It’s one thing to get practice tips from judges at a seminar or in a bar publication. Court of Appeals Chief Judge Yvette Miller has some tips in appellate advocacy in this Month’s Georgia Bar Journal (PDF page 28 – worth the wait for it to download). It’s quite another thing to get advocacy advice in an appellate opinion telling you how you ignored the rules and how confusing your brief was to read.
Such is the case in the August 27 opinion of McCombs v. State. Before the Court of Appeals reaches the case’s merits, they begin by explaining why they had trouble with the appellant’s case:
As a threshold matter, we note that McCombs has failed to comply with Court of Appeals Rule 25 (c) (1), which requires that the sequence of arguments in a brief follow the order of the enumeration of errors and be numbered accordingly. McCombs includes three enumerations of error, but only two argument sections. Moreover, the arguments do not coincide with the numbered enumerations, and do not follow the order of the enumerations. As we have previously held,
Rule [(25)] (c) (1) is more than a mere formality. It is a requirement which this Court imposes to ensure that all enumerations of error are addressed and to facilitate review of each enumeration. By failing to comply with the rule, [McCombs has] hindered the Court’s review of [his] assertions and [has] risked the possibility that certain enumerations will not be addressed.

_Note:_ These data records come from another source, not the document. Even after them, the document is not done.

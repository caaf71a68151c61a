//! Reduces identity-service errors to user-facing messages.
//!
//! Rules are checked in order against the error's code and message; the first
//! match wins.

use crate::error::Error;

/// Message used when nothing matches and the error carries no usable text.
pub const GENERIC_FAILURE: &str = "Sign-in failed. Please try again.";

/// A single classification rule.
#[derive(Debug, Clone, Copy)]
pub struct Rule {
    /// Substring looked for in the normalized code and message.
    pub needle: &'static str,
    /// What the user sees when the rule matches.
    pub message: &'static str,
}

/// Ordered classification table.
pub const RULES: &[Rule] = &[
    Rule {
        needle: "cancel",
        message: "Sign-in was cancelled",
    },
    Rule {
        needle: "network",
        message: "Network error. Check your connection and try again.",
    },
    Rule {
        needle: "invalid-credential",
        message: "Invalid credentials. Please try again.",
    },
    Rule {
        needle: "account-exists-with-different-credential",
        message: "An account already exists with the same email address but a different sign-in method.",
    },
    Rule {
        needle: "user-disabled",
        message: "This account has been disabled.",
    },
    Rule {
        needle: "too-many-requests",
        message: "Too many sign-in attempts. Please try again later.",
    },
    Rule {
        needle: "bad-verification-code",
        message: "The authorization code expired. Please try again.",
    },
];

/// Classify an identity-service error into a user-facing message.
pub fn classify(error: &Error) -> String {
    classify_parts(error.code(), error.message().as_deref())
}

/// Classify from a raw code and message.
pub fn classify_parts(code: Option<&str>, message: Option<&str>) -> String {
    let code = code.map(normalize);
    let normalized_message = message.map(normalize);

    let matched = RULES.iter().find(|rule| {
        code.as_deref().is_some_and(|c| c.contains(rule.needle))
            || normalized_message
                .as_deref()
                .is_some_and(|m| m.contains(rule.needle))
    });

    match matched {
        Some(rule) => rule.message.to_string(),
        None => match message.map(str::trim) {
            Some(text) if !text.is_empty() => text.to_string(),
            _ => GENERIC_FAILURE.to_string(),
        },
    }
}

fn normalize(text: &str) -> String {
    text.to_lowercase().replace('_', "-")
}
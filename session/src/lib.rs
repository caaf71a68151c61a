//! Authentication session for the sign-in screen.
//!
//! This crate holds the screen's single piece of state and the component that
//! is allowed to change it.
//!
//! # Architecture
//!
//! - **AuthState**: Idle, Loading, Authenticated or Failed; exactly one at a time.
//! - **Store**: owns the current state and notifies observers synchronously on
//!   every change. Writes are crate-private.
//! - **Coordinator**: runs sign-in, sign-out and error dismissal against an
//!   injected `identity::IdentityService` and is the store's only writer.
//!
//! # Example
//!
//! ```rust,ignore
//! use session::{Coordinator, Store};
//!
//! let store = Arc::new(Store::new());
//! store.subscribe(Arc::new(|state: &AuthState| render(state)));
//!
//! let coordinator = Coordinator::new(Arc::new(github_service), Arc::clone(&store));
//! coordinator.check_existing_session();
//! coordinator.sign_in(Some(&browser_context)).await;
//! ```

pub mod coordinator;
pub mod error;
pub mod state;
pub mod store;

pub use coordinator::{Coordinator, SignInOutcome};
pub use error::SignInError;
pub use state::{AuthState, Event};
pub use store::{Observer, Store, SubscriptionId};
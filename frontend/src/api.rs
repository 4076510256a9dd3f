use std::future::Future;

use seed::fetch::{self, FetchError, Method, Request};
use shared::{RouteRequest, RouteResponse};
use thiserror::Error;

#[derive(Debug, Clone, PartialEq, Error)]
pub enum TransportError {
    #[error("{0}")]
    Network(String),
    #[error("server responded with status {0}")]
    Status(u16),
    #[error("could not read response: {0}")]
    Decode(String),
}

impl From<FetchError> for TransportError {
    fn from(err: FetchError) -> Self {
        match err {
            FetchError::StatusError(status) => TransportError::Status(status.code),
            FetchError::JsonError(err) => TransportError::Decode(format!("{err:?}")),
            other => TransportError::Network(format!("{other:?}")),
        }
    }
}

/// The two calls the client makes to the routing service.
pub trait RouteApi {
    fn fetch_route(
        &self,
        request: &RouteRequest,
    ) -> impl Future<Output = Result<RouteResponse, TransportError>>;

    fn fetch_gpx(
        &self,
        request: &RouteRequest,
    ) -> impl Future<Output = Result<Vec<u8>, TransportError>>;
}

fn api_root() -> String {
    if let Some(url) = option_env!("FRONTEND_API_ROOT") {
        return url.trim_end_matches('/').to_string();
    }
    String::new()
}

#[derive(Debug, Clone)]
pub struct HttpRouteApi {
    root: String,
}

impl Default for HttpRouteApi {
    fn default() -> Self {
        Self { root: api_root() }
    }
}

impl HttpRouteApi {
    async fn post(&self, path: &str, request: &RouteRequest) -> fetch::Result<fetch::Response> {
        Request::new(format!("{}{path}", self.root))
            .method(Method::Post)
            .json(request)?
            .fetch()
            .await?
            .check_status()
    }
}

impl RouteApi for HttpRouteApi {
    async fn fetch_route(&self, request: &RouteRequest) -> Result<RouteResponse, TransportError> {
        let response = self.post("/api/route", request).await?;
        Ok(response.json::<RouteResponse>().await?)
    }

    async fn fetch_gpx(&self, request: &RouteRequest) -> Result<Vec<u8>, TransportError> {
        let response = self.post("/download_gpx", request).await?;
        Ok(response.bytes().await?)
    }
}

We learn two valuable lessons from this opinion. One, is that briefs should comply with the Rules of the Court of Appeals. There aren’t many, and they are easy to find.
The other lesson is that you shouldn’t make the Court work to figure out what or where your argument is. Things are hard enough already for the appellant. Energy and precious resources the Court could spend being persuaded by you should not be spent flipping pages.
Even if Rule 25 did not exist, wouldn’t you want to do what the Court advises anyway? Ever read a book where the chapters were in a different order from the way they were listed in the table of contents?
Maybe Mr. McCombs’s conviction would have been affirmed anyway. But confusing the Court to the point that they start an appellate opinion giving you practice tips was certainly no help to the cause.
So, in short, read the rules. And write with the reader in mind with a resolve to make things easy. It’s important in any written work. It is particularly so when you are trying to convince a judge that she should order a person to receive a new trial.